From: "Weil, Nicolas" <nicoweil@elemental.com>
Date: Tuesday, May 26, 2020 at 12:22 PM
To: "May, Bill" <Bill.May@disneystreaming.com>, Roger Pantos <rpantos=40apple.com@dmarc.ietf.org>
Cc: "hls-interest@ietf.org" <hls-interest@ietf.org>
Subject: Re: [Hls-interest] Image-based subtitles and trickplay tracks

Comments inline.

From: May, Bill <Bill.May@disneystreaming.com>
Sent: Tuesday, May 26, 2020 9:31 AM
To: Roger Pantos <rpantos=40apple.com@dmarc.ietf.org>
Cc: Weil, Nicolas <nicoweil@elemental.com>; hls-interest@ietf.org
Subject: RE: [Hls-interest] Image-based subtitles and trickplay tracks


On May 22, 2020, at 11:17 AM, Roger Pantos <rpantos=40apple.com@dmarc.ietf.org<mailto:rpantos=40apple.com@dmarc.ietf.org>> wrote:

Hello Nicholas. Thanks for bringing these up. I have some questions:

On May 20, 2020, at 3:12 PM, Weil, Nicolas <nicoweil@elemental.com<mailto:nicoweil@elemental.com>> wrote:

Hello,

We are often seeing two image-related topics causing interoperability problems as they are not currently covered by the HLS spec. Normalizing the implementations around an official specification for these two points would be great:

Image-based subtitles tracks
For workflow reasons and charset reasons, some content owners don't include text-based subtitles in the live channels sources that they provide to distributors, but rather image-based subtitles (like DVB-Sub). While it's possible to transform these subtitles as IMSC1 Image Profile as per DASH-IF IOP section 6.4.4, there is no equivalent IMSC1 Image Profile support in the HLS RFC, which means that companies will continue to rely on proprietary forks of the HLS RFC to support these use cases. Even if it wasn't supported by Apple players, it would be tremendously helpful for interoperability in the rest of the HLS ecosystem.

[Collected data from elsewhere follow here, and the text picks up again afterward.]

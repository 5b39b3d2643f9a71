//! Interface-context side: workflows that combine document reads, the
//! translation service, and the diff engines.

pub mod client;
pub mod copy;
pub mod pull;
pub mod push;
pub mod service;

use lingo_bridge::BridgeError;
use lingo_core::DiffError;
use thiserror::Error;

pub use client::DocumentClient;
pub use copy::{create_page_copy, pull_into_copy};
pub use pull::{apply_pull, prepare_pull, PullOutcome, PullPlan};
pub use push::{prepare_push, submit_push, KeyOutcome, PushReport};
pub use service::{MemoryTranslationService, ServiceError, TranslationService, TranslationUpdate};

#[derive(Error, Debug)]
pub enum SyncError {
    #[error("Document call failed: {0}")]
    Bridge(#[from] BridgeError),
    #[error("Translation service failed: {0}")]
    Service(#[from] ServiceError),
    #[error("Invalid diff input: {0}")]
    Diff(#[from] DiffError),
}
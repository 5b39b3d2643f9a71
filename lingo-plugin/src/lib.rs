//! # lingo-plugin — Translation sync between a document and a remote service
//!
//! ## Architecture
//!
//! ```text
//! ┌────────────────────────┐                 ┌────────────────────────┐
//! │ interface context      │                 │ document context       │
//! │                        │   lingo-bridge  │                        │
//! │ push / pull / copy ────┼────────────────►│ handlers               │
//! │        │               │◄────────────────┼── DocumentHost         │
//! │        ▼               │                 │   ClientStorage        │
//! │ TranslationService     │                 │                        │
//! └────────────────────────┘                 └────────────────────────┘
//! ```
//!
//! ## Modules
//!
//! - [`endpoints`] — endpoint descriptors and payloads shared by both sides
//! - [`document`] — document handlers, host seam, layered settings
//! - [`interface`] — push, pull, and page-copy workflows
//! - [`local`] — wire both contexts together in one process

pub mod document;
pub mod endpoints;
pub mod interface;
pub mod local;

// Re-exports for convenience
pub use document::{ClientStorage, DocumentHost, HandlerError, MemoryStorage};
pub use endpoints::{CopiedPage, CopyPageRequest, FrameScreenshot, KeyedText, NodeQuery, NodeSelection};
pub use interface::{
    DocumentClient, MemoryTranslationService, PullPlan, PushReport, ServiceError, SyncError,
    TranslationService,
};
pub use local::{connect_local, LocalPlugin};
//! Endpoints shared by the document and interface contexts.
//!
//! | endpoint          | input                     | output              |
//! |-------------------|---------------------------|---------------------|
//! | `GET_NODES`       | [`NodeQuery`]             | [`NodeSelection`]   |
//! | `SET_NODES_DATA`  | [`NodeBatch`]             | nodes written       |
//! | `UPDATE_NODES`    | [`NodeBatch`]             | nodes updated       |
//! | `HIGHLIGHT_NODE`  | [`HighlightRequest`]      | `()`                |
//! | `GET_SCREENSHOTS` | `()`                      | [`FrameScreenshot`]s|
//! | `COPY_PAGE`       | [`CopyPageRequest`]       | [`CopiedPage`]      |
//! | `GET_CONFIG`      | `()`                      | [`PluginConfig`]    |
//! | `SET_CONFIG`      | [`PluginConfig`]          | [`PluginConfig`]    |
//! | `SET_LANGUAGE`    | language tag              | [`PluginConfig`]    |
//! | `RESET_CONFIG`    | `()`                      | [`PluginConfig`]    |

use lingo_bridge::Endpoint;
use lingo_core::{PluginConfig, TextNode};
use serde::{Deserialize, Serialize};
use uuid::Uuid;

pub const GET_NODES: Endpoint<NodeQuery, NodeSelection> = Endpoint::new("GET_NODES");
pub const SET_NODES_DATA: Endpoint<NodeBatch, usize> = Endpoint::new("SET_NODES_DATA");
pub const UPDATE_NODES: Endpoint<NodeBatch, usize> = Endpoint::new("UPDATE_NODES");
pub const HIGHLIGHT_NODE: Endpoint<HighlightRequest, ()> = Endpoint::new("HIGHLIGHT_NODE");
pub const GET_SCREENSHOTS: Endpoint<(), Vec<FrameScreenshot>> = Endpoint::exclusive("GET_SCREENSHOTS");
pub const COPY_PAGE: Endpoint<CopyPageRequest, CopiedPage> = Endpoint::exclusive("COPY_PAGE");
pub const GET_CONFIG: Endpoint<(), PluginConfig> = Endpoint::new("GET_CONFIG");
pub const SET_CONFIG: Endpoint<PluginConfig, PluginConfig> = Endpoint::new("SET_CONFIG");
pub const SET_LANGUAGE: Endpoint<String, PluginConfig> = Endpoint::new("SET_LANGUAGE");
pub const RESET_CONFIG: Endpoint<(), PluginConfig> = Endpoint::new("RESET_CONFIG");

/// Which text nodes to read.
#[derive(Debug, Clone, Copy, Default, PartialEq, Eq, Serialize, Deserialize)]
#[serde(rename_all = "camelCase")]
pub struct NodeQuery {
    /// Read the whole current page even when something is selected.
    #[serde(default)]
    pub ignore_selection: bool,
    /// Only nodes whose linkage is marked connected.
    #[serde(default)]
    pub connected_only: bool,
}

impl NodeQuery {
    pub fn page() -> Self {
        Self {
            ignore_selection: true,
            connected_only: false,
        }
    }

    pub fn connected(mut self) -> Self {
        self.connected_only = true;
        self
    }
}

#[derive(Debug, Clone, Default, PartialEq, Eq, Serialize, Deserialize)]
#[serde(rename_all = "camelCase")]
pub struct NodeSelection {
    pub items: Vec<TextNode>,
    pub something_selected: bool,
}

#[derive(Debug, Clone, Default, PartialEq, Eq, Serialize, Deserialize)]
pub struct NodeBatch {
    pub nodes: Vec<TextNode>,
}

impl From<Vec<TextNode>> for NodeBatch {
    fn from(nodes: Vec<TextNode>) -> Self {
        Self { nodes }
    }
}

#[derive(Debug, Clone, Copy, PartialEq, Eq, Serialize, Deserialize)]
pub struct HighlightRequest {
    pub id: Uuid,
}

/// Rendered preview of one frame and the text it contains.
#[derive(Debug, Clone, PartialEq, Serialize, Deserialize)]
pub struct FrameScreenshot {
    pub id: Uuid,
    pub name: String,
    pub width: f32,
    pub height: f32,
    /// SVG document bytes
    pub image: Vec<u8>,
    pub nodes: Vec<TextNode>,
}

/// Text to place into nodes bound to `(key, ns)`.
#[derive(Debug, Clone, PartialEq, Eq, Serialize, Deserialize)]
pub struct KeyedText {
    pub key: String,
    #[serde(default, skip_serializing_if = "Option::is_none")]
    pub ns: Option<String>,
    pub characters: String,
}

/// Page copy request. Without a language the copy shows keys.
#[derive(Debug, Clone, Default, PartialEq, Eq, Serialize, Deserialize)]
pub struct CopyPageRequest {
    #[serde(default, skip_serializing_if = "Option::is_none")]
    pub language: Option<String>,
    #[serde(default)]
    pub texts: Vec<KeyedText>,
}

impl CopyPageRequest {
    pub fn keys() -> Self {
        Self::default()
    }

    pub fn translated(language: impl Into<String>, texts: Vec<KeyedText>) -> Self {
        Self {
            language: Some(language.into()),
            texts,
        }
    }
}

#[derive(Debug, Clone, PartialEq, Eq, Serialize, Deserialize)]
#[serde(rename_all = "camelCase")]
pub struct CopiedPage {
    pub page_id: Uuid,
    pub name: String,
    /// Connected text nodes rewritten on the copy.
    pub updated: usize,
    /// Earlier copies with the same name that were removed.
    pub replaced: usize,
}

I'd like to understand how widely validated the Image Profile of IMSC1 has been. Can anyone volunteer some examples where it’s been commercially deployed successfully? (Specifically IMSC1, vs. some other fork of TTML.)
[NW] IMSC1 Image profile is now supported by ATSC3, DASH-IF IOP (with support in dash.js) and IMF (with support in IMFTool<https://urldefense.proofpoint.com/v2/url?u=https-3A__github.com_IMFTool_IMFTool&d=DwMGaQ&c=96ZbZZcaMF4w0F4jpN6LZg&r=KkevKJerDHRF9WRs8nW8Ew&m=dBy7sHrrIgjIMBRCpRh9IfMnwq8RKZHcgJLKmlBotj0&s=fBrrNLMD_eSxO9MYInkAMOhyaX6Zicdvk3HTD6p5mho&e=> which development has been sponsored by Netflix and other studios initially).

Another question: there are requirements in the US at least that require the ability to change font sizes, colors, etc.   And, TBH, these are changes that help people world-wide.

How would you meet those requirements with bit mapped subtitles?  Wouldn’t it be better to work to eliminate bitmapped subtitles completely?
[NW] I believe these font size/color change requirements can be satisfied with IMSC1 Text Profile which is supported in rfc8216bis since 2017.
As much as I’d like to get rid of bitmap subtitles, sometimes the content owners cannot provide anything else than bitmaps in the source feed. And it’s very challenging to apply a reliable OCR pass on it, for all target languages (Latin/Cyrillic/Asian/… charsets). IMSC1 Image Profile has got a decent industry support, and the Text Profile is already supported in HLS, so I would expect it to be a natural extension for HLS to support also the Image Profile.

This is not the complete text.